Le premier septembre 1974, la commune entérine son unification. C’est la fin d’une longue guerre de clochers pour espérer se relever de la mort annoncée des Usines Cazenave[1]. Jour de fête qui bascule subitement lorsque le village est le théâtre d’un mystérieux accident. Une Porsche vient de traverser le village à vive allure. L’automobile est resplendissante et avale la Nationale 10 en un rien de temps. À l’intérieur de ce bijou à moteur, trois gangsters aux fructueux pedigrees. Au volant, Christian P. a seulement 20 ans mais une belle réputation dans les gendarmeries du département. Demeurant à Boucau dans les Pyrénées-Atlantiques, il a déserté le 9e régiment de chasseurs parachutistes de Toulouse pour mener sa vie comme bon lui semble. À ses côtés, Richard B. de trois ans son aîné et originaire de Bordeaux, puis Denis L. tout juste 18 ans, fraîchement sorti de prison. Les trois compères sont ce que l’on appelle des caïds avec pour spécialité les vols de voitures. Une organisation bien rodée qui leur a permis de dérober la veille, dans un garage automobile à Biarritz, une Porsche dont ils écrasent la pédale. Un butin des plus lucratifs mais insuffisant pour combler la soif de crime d’un trio en quête du respect de leurs pairs. Le 29 août, ils commettent une attaque à main armée dans une villa de Bayonne. Munis d’une mitraillette et d’un pistolet, ils s’en sont pris à une habitante en la frappant et lui volant une gourmette en or et une somme de 270 francs. À 20 h 45, en ce premier dimanche de septembre, le bolide s’apprête à entrer dans Belin lorsque la voiture manque le virage au lieu-dit Le Passage, là où avant eux, des centaines de voitures et camions se sont empalés, là où la réputation de la Nationale 10 en fait presque un cimetière à ciel ouvert. À une vitesse largement excessive, il arrache le parapet du pont sur vingt mètres avant de tomber en contrebas de l’ouvrage.

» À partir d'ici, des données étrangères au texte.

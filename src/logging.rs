use anyhow::{Context, Result};
use std::path::{Path, PathBuf};

/// Log destination: stderr, or a file (`--log-file` or the TUI default).
pub enum LogTarget<'a> {
    /// Line-oriented modes share the terminal with logs on stderr.
    Stderr,
    /// The TUI owns the terminal; logs go to a file.
    File(&'a Path),
}

/// Default log file for interactive sessions, under the user's cache dir.
pub fn default_log_path() -> Option<PathBuf> {
    dirs::cache_dir().map(|d| d.join("plan-review").join("plan-review.log"))
}

/// Install the global tracing subscriber. `RUST_LOG` overrides the default `info` filter.
pub fn init(target: LogTarget<'_>) -> Result<()> {
    let filter = tracing_subscriber::EnvFilter::try_from_default_env()
        .unwrap_or_else(|_| "info".into());

    match target {
        LogTarget::Stderr => {
            tracing_subscriber::fmt()
                .with_env_filter(filter)
                .with_writer(std::io::stderr)
                .try_init()
                .map_err(|e| anyhow::anyhow!("install log subscriber: {e}"))?;
        }
        LogTarget::File(path) => {
            if let Some(parent) = path.parent() {
                if !parent.as_os_str().is_empty() {
                    std::fs::create_dir_all(parent).with_context(|| {
                        format!("failed to create log directory '{}'", parent.display())
                    })?;
                }
            }
            let file = std::fs::OpenOptions::new()
                .create(true)
                .append(true)
                .open(path)
                .with_context(|| format!("failed to open log file '{}'", path.display()))?;
            tracing_subscriber::fmt()
                .with_env_filter(filter)
                .with_ansi(false)
                .with_writer(std::sync::Mutex::new(file))
                .try_init()
                .map_err(|e| anyhow::anyhow!("install log subscriber: {e}"))?;
        }
    }
    Ok(())
}
//! Request and response snapshots seen by the cache controller.

use serde::{Deserialize, Serialize};
use std::sync::Arc;
use url::Url;

#[derive(Debug, Clone, Copy, PartialEq, Eq, Hash)]
pub enum Method {
    Get,
    Head,
    Post,
    Put,
    Delete,
    Options,
    Patch,
}

/// How the request was issued. Only `Navigate` changes the strategy.
#[derive(Debug, Clone, Copy, PartialEq, Eq)]
pub enum RequestMode {
    /// Top-level page load.
    Navigate,
    SameOrigin,
    Cors,
    NoCors,
}

/// What the requested resource will be used as.
#[derive(Debug, Clone, Copy, PartialEq, Eq, Hash, Serialize, Deserialize)]
#[serde(rename_all = "lowercase")]
pub enum Destination {
    /// Plain `fetch()` with no particular consumer.
    Empty,
    Document,
    Style,
    Script,
    Image,
    Font,
    Manifest,
}

#[derive(Debug, Clone)]
pub struct Request {
    pub method: Method,
    pub url: Url,
    pub mode: RequestMode,
    pub destination: Destination,
}

impl Request {
    /// A plain GET, as issued by `fetch(url)` or by precaching.
    pub fn get(url: Url) -> Self {
        Self {
            method: Method::Get,
            url,
            mode: RequestMode::Cors,
            destination: Destination::Empty,
        }
    }

    /// A top-level page load.
    pub fn navigate(url: Url) -> Self {
        Self {
            mode: RequestMode::Navigate,
            destination: Destination::Document,
            ..Self::get(url)
        }
    }

    /// A subresource load (`<link>`, `<script>`, `<img>`, `@font-face`).
    pub fn asset(url: Url, destination: Destination) -> Self {
        Self {
            mode: RequestMode::NoCors,
            destination,
            ..Self::get(url)
        }
    }

    pub fn with_method(mut self, method: Method) -> Self {
        self.method = method;
        self
    }
}

/// Response tainting, as reported by the fetch layer.
#[derive(Debug, Clone, Copy, PartialEq, Eq)]
pub enum ResponseType {
    Basic,
    Cors,
    Default,
    Error,
    Opaque,
    OpaqueRedirect,
}

#[derive(Debug, Clone, PartialEq, Eq)]
pub struct Response {
    pub status: u16,
    pub kind: ResponseType,
    pub headers: Vec<(String, String)>,
    pub body: Arc<[u8]>,
}

impl Response {
    /// A same-origin response with the given status and body.
    pub fn new(status: u16, body: impl Into<Arc<[u8]>>) -> Self {
        Self {
            status,
            kind: ResponseType::Basic,
            headers: Vec::new(),
            body: body.into(),
        }
    }

    pub fn with_header(mut self, name: &str, value: &str) -> Self {
        self.headers.push((name.to_owned(), value.to_owned()));
        self
    }

    pub fn with_kind(mut self, kind: ResponseType) -> Self {
        self.kind = kind;
        self
    }

    /// First header value with the given name, compared case-insensitively.
    pub fn header(&self, name: &str) -> Option<&str> {
        self.headers
            .iter()
            .find(|(key, _)| key.eq_ignore_ascii_case(name))
            .map(|(_, value)| value.as_str())
    }

    /// Status in the 200-299 range.
    pub fn ok(&self) -> bool {
        (200..300).contains(&self.status)
    }

    /// Successful and readable: opaque and cross-origin responses are never stored.
    pub fn is_cacheable(&self) -> bool {
        self.ok() && matches!(self.kind, ResponseType::Basic | ResponseType::Default)
    }
}
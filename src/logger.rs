//! Logging utilities with colored output.
//!
//! Provides the `log!` macro for formatted terminal output with colored,
//! bracketed module prefixes.
//!
//! # Example
//!
//! ```ignore
//! log!("build"; "writing {} files", count);
//! log!("warn"; "skipped {}", path.display());
//! ```

use colored::{ColoredString, Colorize};
use crossterm::{
    execute,
    terminal::{Clear, ClearType, size},
};
use std::{
    io::{Write, stdout},
    sync::OnceLock,
};

/// Cached terminal width (fetched once on first use)
static TERMINAL_WIDTH: OnceLock<u16> = OnceLock::new();

/// Length of brackets around module name: "[]"
const BRACKET_LEN: usize = 2;
/// Space after prefix: "[module] " <- this space
const SPACE_AFTER_PREFIX: usize = 1;

/// Calculate total prefix length for a module name.
///
/// Returns: `module.len() + 3` (for `[`, `]`, and trailing space)
#[inline]
const fn calc_prefix_len(module_len: usize) -> usize {
    module_len + BRACKET_LEN + SPACE_AFTER_PREFIX
}

/// Get terminal width, cached after first call.
/// Falls back to 120 columns if detection fails.
fn get_terminal_width() -> u16 {
    *TERMINAL_WIDTH.get_or_init(|| size().map(|(w, _)| w).unwrap_or(120))
}

/// Log a message with a colored module prefix.
///
/// # Usage
/// ```ignore
/// log!("module"; "message with {} formatting", args);
/// ```
#[macro_export]
macro_rules! log {
    ($module:expr; $($arg:tt)*) => {{
        $crate::logger::log($module, &format!($($arg)*))
    }};
}

/// Log a message with a colored module prefix.
///
/// Automatically truncates long messages to fit terminal width.
#[inline]
pub fn log(module: &str, message: &str) {
    let module_lower = module.to_ascii_lowercase();
    let prefix = colorize_prefix(module, &module_lower);
    let width = get_terminal_width() as usize;

    let mut stdout = stdout().lock();
    execute!(stdout, Clear(ClearType::UntilNewLine)).ok();

    let max_msg_len = width.saturating_sub(calc_prefix_len(module.len()));
    let message = truncate_str(message, max_msg_len);

    writeln!(stdout, "{prefix} {message}").ok();
    stdout.flush().ok();
}

/// Apply color to a module prefix based on module type.
#[inline]
fn colorize_prefix(module: &str, module_lower: &str) -> ColoredString {
    let prefix = format!("[{module}]");
    match module_lower {
        "serve" | "contact" => prefix.bright_blue().bold(),
        "cache" | "check" => prefix.bright_green().bold(),
        "warn" => prefix.bright_magenta().bold(),
        "error" => prefix.bright_red().bold(),
        _ => prefix.bright_yellow().bold(),
    }
}

/// Truncate a string to fit within max_len bytes.
///
/// Ensures the result is valid UTF-8 by finding the nearest character boundary.
#[inline]
fn truncate_str(s: &str, max_len: usize) -> &str {
    if s.len() <= max_len {
        return s;
    }
    let mut end = max_len;
    while end > 0 && !s.is_char_boundary(end) {
        end -= 1;
    }
    &s[..end]
}
//! `[cache]` section configuration.
//!
//! Settings for the runtime cache controller: bucket versioning, the
//! precache manifest and the request shapes each strategy applies to.

use super::defaults;
use crate::cache::Destination;
use educe::Educe;
use serde::{Deserialize, Serialize};

/// `[cache]` section in lander.toml.
///
/// Bumping `version` is the only way entries leave the cache: the next
/// activation deletes every bucket that does not carry the new name.
///
/// # Example
/// ```toml
/// [cache]
/// version = "v1.2.0"
/// scope = "https://example.com/"
/// precache = ["./index.html", "./css/styles.css"]
/// revalidate_prefix = "/partials/"
/// ```
#[derive(Debug, Clone, Educe, Serialize, Deserialize)]
#[educe(Default)]
#[serde(default, deny_unknown_fields)]
pub struct CacheConfig {
    /// Release version embedded in the bucket name.
    #[serde(default = "defaults::cache::version")]
    #[educe(Default = defaults::cache::version())]
    pub version: String,

    /// Bucket name prefix, joined directly with `version`.
    #[serde(default = "defaults::cache::prefix")]
    #[educe(Default = defaults::cache::prefix())]
    pub prefix: String,

    /// Absolute URL the worker is registered under.
    /// Its origin decides which requests count as same-origin.
    #[serde(default = "defaults::cache::scope")]
    #[educe(Default = defaults::cache::scope())]
    pub scope: String,

    /// Paths relative to `scope`, fetched and stored on install.
    #[serde(default = "defaults::cache::precache")]
    #[educe(Default = defaults::cache::precache())]
    pub precache: Vec<String>,

    /// Document served for navigations when the network is unreachable.
    #[serde(default = "defaults::cache::fallback")]
    #[educe(Default = defaults::cache::fallback())]
    pub fallback: String,

    /// URL path prefix served stale-while-revalidate.
    #[serde(default = "defaults::cache::revalidate_prefix")]
    #[educe(Default = defaults::cache::revalidate_prefix())]
    pub revalidate_prefix: String,

    /// Request destinations served cache-first.
    #[serde(default = "defaults::cache::destinations")]
    #[educe(Default = defaults::cache::destinations())]
    pub destinations: Vec<Destination>,
}

impl CacheConfig {
    /// Name of the bucket owned by this version.
    pub fn bucket_name(&self) -> String {
        format!("{}{}", self.prefix, self.version)
    }
}

#[cfg(test)]
mod tests {
    use super::super::SiteConfig;
    use crate::cache::Destination;

    #[test]
    fn test_cache_config_defaults() {
        let config: SiteConfig = toml::from_str("").unwrap();

        assert_eq!(config.cache.bucket_name(), "static-v1.1.0");
        assert_eq!(config.cache.precache.first().map(String::as_str), Some("./index.html"));
        assert_eq!(config.cache.revalidate_prefix, "/partials/");
        assert_eq!(config.cache.destinations.len(), 4);
    }

    #[test]
    fn test_cache_config_custom() {
        let config: SiteConfig = toml::from_str(
            r#"
            [cache]
            version = "v2.0.0"
            prefix = "site-"
            precache = ["./index.html"]
            revalidate_prefix = "/fragments/"
            destinations = ["style", "font"]
        "#,
        )
        .unwrap();

        assert_eq!(config.cache.bucket_name(), "site-v2.0.0");
        assert_eq!(config.cache.precache, vec!["./index.html".to_string()]);
        assert_eq!(config.cache.revalidate_prefix, "/fragments/");
        assert_eq!(
            config.cache.destinations,
            vec![Destination::Style, Destination::Font]
        );
    }

    #[test]
    fn test_unknown_destination_rejected() {
        let result: Result<SiteConfig, _> = toml::from_str(
            r#"
            [cache]
            destinations = ["stylesheet"]
        "#,
        );
        assert!(result.is_err());
    }
}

Pour en arriver jusque-là, un vol plané de 40 mètres est nécessaire pour atteindre la berge opposée de l’Eyre. À l’avant, l’un des passagers trouve la mort tandis que les deux autres sont blessés. Le bruit du choc éveille alors les quartiers avoisinants. Pour les deux gangsters balafrés et blessés, la priorité est de quitter les lieux avant que les autorités interviennent. Prédisposés à ne pas se faire prendre, ils abandonnent le corps de Denis L. et s’enfoncent dans la lande belinétoise. Au Passage, les pompiers de Belin-Béliet découvrent quelques instants plus tard le corps de la victime à l’extérieur du véhicule. Dans la Porsche disloquée, ils font la trouvaille d’une carabine 9 mm à canon scié. La plaque de la voiture a été maquillée avec des numéros autocollants. La gendarmerie de Belin-Béliet s’empare de l’affaire, épaulée rapidement par leurs confrères de Pissos. La forêt est grande, et les fugitifs susceptibles d’être armés, une chasse à l’homme se déroule dans les pinèdes et dure toute la nuit. Les habitations aux alentours sont sondées, un habitant indique avoir reçu la visite de deux individus bien mal en point en quête de soins. Disparus dans la nature, les deux malfrats se savent poursuivis. Blessés, ils décident de passer la nuit dans un parc à cochon. La dernière de leur liberté car au lendemain de l’accident, c’est bien les calibres des forces de l’ordre qui sont braqués sur eux. La fin d’une épopée régionale qui aurait pu être luxueuse. L’épilogue d’un 1er septembre funeste pour le trio, qui avait débuté par un accident matériel à Gujan-Mestras qui annonçait déjà la couleur.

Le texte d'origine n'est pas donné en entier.